A nociceptor (of lat. Nocere , damage ') - also known as Nozisensor or incorrectly as Nozirezeptor denotes - is a free sensory nerve ending, the event of an imminent or carried tissue damage (by thermal, chemical or mechanical noxae ) electrical signals ( action potentials ) generated . Nociceptors form the starting point of nociception , their irritation is thus typically accompanied by a sensation of pain .
The term nociceptor was coined in 1906 by the British physiologist Charles Scott Sherrington . In the 1960s, the American physiologist Edward Perl (see web links) made significant contributions to the elucidation of the function of nociceptors.
Depending on the type of nerve fiber: Aδ fiber (sparsely myelinated, diameter 1–6 µm, conduction velocity 5–30 m / s) or C fiber (non-myelinated, diameter 0.2–1.5 µm, conduction velocity 0.5–2 m / s) and their specific reactivity, nociceptors can be divided into three groups:
- Mechanonociceptors that respond to strong, especially sharp stimuli (endings of Aδ fibers)
- Polymodal nociceptors that also react to heat and cold pain and chemical pain stimuli. Depending on the fiber properties, they can be differentiated into Aδ-polymodal nociceptors and C-polymodal nociceptors .
- Silent nociceptors , nociceptors that cannot be excited in healthy tissue, the stimulus threshold of which is lowered to a particularly sensitive level by inflammation (endings of C fibers).
The first type is responsible for triggering the first pain and protective reflexes, whereas the second type characterizes the longer lasting, delayed pain (usually burning over an area).

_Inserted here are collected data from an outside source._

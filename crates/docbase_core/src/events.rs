//! Change events and the non-blocking publisher pipeline.
//!
//! Every successful mutation produces a [`ChangeEvent`] on the channel
//! `{namespace}:{tenant}:{collection}`. Publishing is fire-and-forget:
//! events pass through a bounded queue drained by a background task, and
//! a full queue drops the event with a warning rather than stalling the
//! originating request.

use crate::types::TenantId;
use serde::{Deserialize, Serialize};
use serde_json::Value;
use std::sync::Arc;
use tokio::sync::{broadcast, mpsc};

/// The kind of mutation a change event describes.
#[derive(Debug, Clone, Copy, PartialEq, Eq, Serialize, Deserialize)]
#[serde(rename_all = "lowercase")]
pub enum ChangeType {
    /// A document was created.
    Insert,
    /// A document was patched.
    Update,
    /// A document was removed.
    Delete,
}

impl ChangeType {
    /// Returns the wire name of the change type.
    #[must_use]
    pub const fn as_str(self) -> &'static str {
        match self {
            Self::Insert => "insert",
            Self::Update => "update",
            Self::Delete => "delete",
        }
    }
}

/// One mutation, as delivered to subscribers.
///
/// `data` carries the full document after the mutation, except for
/// deletes, which carry the document as it was before removal.
#[derive(Debug, Clone, Serialize, Deserialize)]
pub struct ChangeEvent {
    /// The kind of mutation.
    #[serde(rename = "type")]
    pub change_type: ChangeType,
    /// The collection the document lives in.
    pub collection: String,
    /// The document payload.
    pub data: Value,
}

impl ChangeEvent {
    /// Creates a change event.
    #[must_use]
    pub fn new(change_type: ChangeType, collection: impl Into<String>, data: Value) -> Self {
        Self {
            change_type,
            collection: collection.into(),
            data,
        }
    }
}

/// Builds the channel name for a tenant's collection:
/// `{namespace}:{tenant}:{collection}`.
#[must_use]
pub fn channel_name(namespace: &str, tenant: &TenantId, collection: &str) -> String {
    format!("{namespace}:{}:{collection}", tenant.as_str())
}

/// A destination for serialized change events.
///
/// Implementations must not block: the publisher's drain task calls
/// [`publish`] inline and a slow bus would back up the queue.
///
/// [`publish`]: EventBus::publish
pub trait EventBus: Send + Sync {
    /// Delivers a payload to every subscriber of `channel`.
    ///
    /// # Errors
    ///
    /// Returns an error if the bus has shut down. Having no subscribers
    /// is not an error.
    fn publish(&self, channel: &str, payload: &[u8]) -> crate::error::EngineResult<()>;
}

/// A channel-tagged payload as carried by [`InProcessBus`].
#[derive(Debug, Clone)]
pub struct BusMessage {
    /// The channel the payload was published on.
    pub channel: String,
    /// The serialized event.
    pub payload: Vec<u8>,
}

/// An in-process event bus over a tokio broadcast channel.
///
/// Every subscriber sees every message on every channel; filtering by
/// channel name is the subscriber's job. Slow subscribers lag and lose
/// messages rather than applying backpressure.
#[derive(Debug)]
pub struct InProcessBus {
    sender: broadcast::Sender<BusMessage>,
}

impl InProcessBus {
    /// Creates a bus that retains up to `capacity` undelivered messages
    /// per subscriber.
    #[must_use]
    pub fn new(capacity: usize) -> Self {
        let (sender, _) = broadcast::channel(capacity);
        Self { sender }
    }

    /// Opens a new subscription receiving all future messages.
    #[must_use]
    pub fn subscribe(&self) -> broadcast::Receiver<BusMessage> {
        self.sender.subscribe()
    }
}

impl EventBus for InProcessBus {
    fn publish(&self, channel: &str, payload: &[u8]) -> crate::error::EngineResult<()> {
        // A send error only means there are no receivers right now.
        let _ = self.sender.send(BusMessage {
            channel: channel.to_string(),
            payload: payload.to_vec(),
        });
        Ok(())
    }
}

/// Fire-and-forget change event publisher.
///
/// Events are serialized on the caller's thread, then handed to a
/// bounded queue drained by a background task. The store's request path
/// never waits on the bus, and a publisher failure never fails the
/// mutation that produced the event.
#[derive(Debug)]
pub struct EventPublisher {
    namespace: String,
    queue: mpsc::Sender<QueuedEvent>,
}

#[derive(Debug)]
struct QueuedEvent {
    channel: String,
    payload: Vec<u8>,
}

impl EventPublisher {
    /// Creates a publisher draining into `bus`.
    ///
    /// Spawns the drain task on the current tokio runtime; callers must
    /// construct the publisher from within one.
    #[must_use]
    pub fn new(namespace: impl Into<String>, bus: Arc<dyn EventBus>, capacity: usize) -> Self {
        let (queue, mut receiver) = mpsc::channel::<QueuedEvent>(capacity);
        tokio::spawn(async move {
            while let Some(event) = receiver.recv().await {
                if let Err(error) = bus.publish(&event.channel, &event.payload) {
                    tracing::warn!(channel = %event.channel, %error, "event bus rejected change event");
                }
            }
        });
        Self {
            namespace: namespace.into(),
            queue,
        }
    }

    /// Enqueues a change event for delivery.
    ///
    /// Never blocks. If the queue is full or the drain task has stopped,
    /// the event is dropped with a warning.
    pub fn publish(&self, tenant: &TenantId, event: &ChangeEvent) {
        let channel = channel_name(&self.namespace, tenant, &event.collection);
        let payload = match serde_json::to_vec(event) {
            Ok(payload) => payload,
            Err(error) => {
                tracing::warn!(%channel, %error, "failed to serialize change event");
                return;
            }
        };

        if let Err(error) = self.queue.try_send(QueuedEvent { channel, payload }) {
            match error {
                mpsc::error::TrySendError::Full(dropped) => {
                    tracing::warn!(channel = %dropped.channel, "event queue full, dropping change event");
                }
                mpsc::error::TrySendError::Closed(_) => {
                    tracing::warn!("event drain task stopped, dropping change event");
                }
            }
        }
    }
}

#[cfg(test)]
mod tests {
    use super::*;
    use serde_json::json;

    fn tenant() -> TenantId {
        TenantId::new("acme")
    }

    #[test]
    fn channel_name_format() {
        assert_eq!(
            channel_name("docbase", &tenant(), "users"),
            "docbase:acme:users"
        );
    }

    #[test]
    fn change_event_wire_shape() {
        let event = ChangeEvent::new(ChangeType::Insert, "users", json!({"_id": "k1"}));
        let wire = serde_json::to_value(&event).unwrap();

        assert_eq!(
            wire,
            json!({"type": "insert", "collection": "users", "data": {"_id": "k1"}})
        );
    }

    #[tokio::test]
    async fn publisher_delivers_through_bus() {
        let bus = Arc::new(InProcessBus::new(16));
        let mut subscription = bus.subscribe();
        let publisher = EventPublisher::new("docbase", bus, 16);

        let event = ChangeEvent::new(ChangeType::Update, "users", json!({"_id": "k1"}));
        publisher.publish(&tenant(), &event);

        let message = subscription.recv().await.unwrap();
        assert_eq!(message.channel, "docbase:acme:users");

        let decoded: ChangeEvent = serde_json::from_slice(&message.payload).unwrap();
        assert_eq!(decoded.change_type, ChangeType::Update);
        assert_eq!(decoded.collection, "users");
    }

    #[tokio::test]
    async fn bus_without_subscribers_accepts_publishes() {
        let bus = InProcessBus::new(4);
        assert!(bus.publish("docbase:acme:users", b"{}").is_ok());
    }

    #[tokio::test]
    async fn full_queue_drops_without_blocking() {
        struct NullBus;
        impl EventBus for NullBus {
            fn publish(&self, _: &str, _: &[u8]) -> crate::error::EngineResult<()> {
                Ok(())
            }
        }

        let publisher = EventPublisher::new("docbase", Arc::new(NullBus), 1);
        let event = ChangeEvent::new(ChangeType::Insert, "users", json!({}));

        // Flood well past capacity; publish must return promptly every time.
        for _ in 0..64 {
            publisher.publish(&tenant(), &event);
        }
    }
}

In the skin there are nociceptors as free nerve endings , so-called intraepidermal nerve fiber endings [IENFE], of afferent Aδ and C fibers in a ratio of 1: 7. Free nerve endings are characterized by a peripheral branch. They have a fenestrated covering made of Schwann cells and have numerous varicosities (swellings). These are mostly located near blood vessels and mast cells . Some of them penetrate the epidermis . Nociceptors are of crucial importance for the properties of the skin as a protective covering for the organism. In certain diseases (e.g. diabetes mellitus ), the nociceptors at the ends of the longest nerve fibers (in the feet) can wither; the result is insensitivity to pain in injuries to the feet.
The density (i.e. number per area) of nociceptors in humans is greater than that of any other skin receptor . The distribution of the free IENFE on the body surface is not uniform and varies considerably between individuals (by a factor of 10) between healthy normal persons. The density of the heat nociceptors - determined in 8 body regions - is highest at the fingertips, followed by the palms, forehead, soles of the feet, shoulders, back, calves, and lowest at the dorsum of the feet. You can find nociceptors in the muscles, around the intestines and other parts of the body. Ligaments and tendons of the joints also contain nociceptors, e.g. B. on the foot, however, per area about 100 times less than in the skin.
In the human body there are nociceptors in almost every tissue. Exceptions include visceral organs such as the brain , parenchyma of the liver , lungs , the inner leaf of the lung membrane (= pleura pulmonalis, = pleura visceralis), kidney and adrenal glands , spleen , but also thyroid , pancreas , cartilage , inner parts of the intervertebral discs , synovial membrane , Ligamentum anterius and vertebral body (with the exception of the posterior quarter), uterine body and visceral peritoneum (peritoneum) , visceral pleura (lung membrane ), parts of the pericardium (visceral pericardium) as well as retina , vitreous humor, eye lens and tooth enamel , which themselves have no or no significant accumulation have nociceptors, but are usually encased by one or more pain-sensitive tissues or connective tissue capsules (e.g. the meninges and the liver capsule or the parietal peritoneum and the parietal pleura ), from which (sometimes enormous) pain can arise.
For mammals, it has been proven that nociceptors are embodied by so-called free nerve endings of the thin, sensitive Aδ and C nerve fibers. The excitation by thermal, mechanical or chemical pain stimuli occurs at high stimulus intensities , see pain threshold , see quantitative sensory testing . Characteristic is little or no adaptive control .
Substances that activate nociceptors are called algogenic , these substances cause pain. Algogenic substances are z. B. serotonin , bradykinin , histamine as well as potassium ions and leukotrienes . Formaldehyde is also used in pain research .
In embryonic development, nociceptors, like nerve tissue, generally arise from the ectoderm .
- Introduction: Nociception and Pain (PDF; 1.4 MB)
- Edward Perl , studied how nociceptors work.
- Flexicon: Nociception
- Nociception ( Memento of the original from March 21, 2016 in the Internet Archive ) Info: The archive link was inserted automatically and has not yet been checked. Please check the original and archive link according to the instructions and then remove this notice.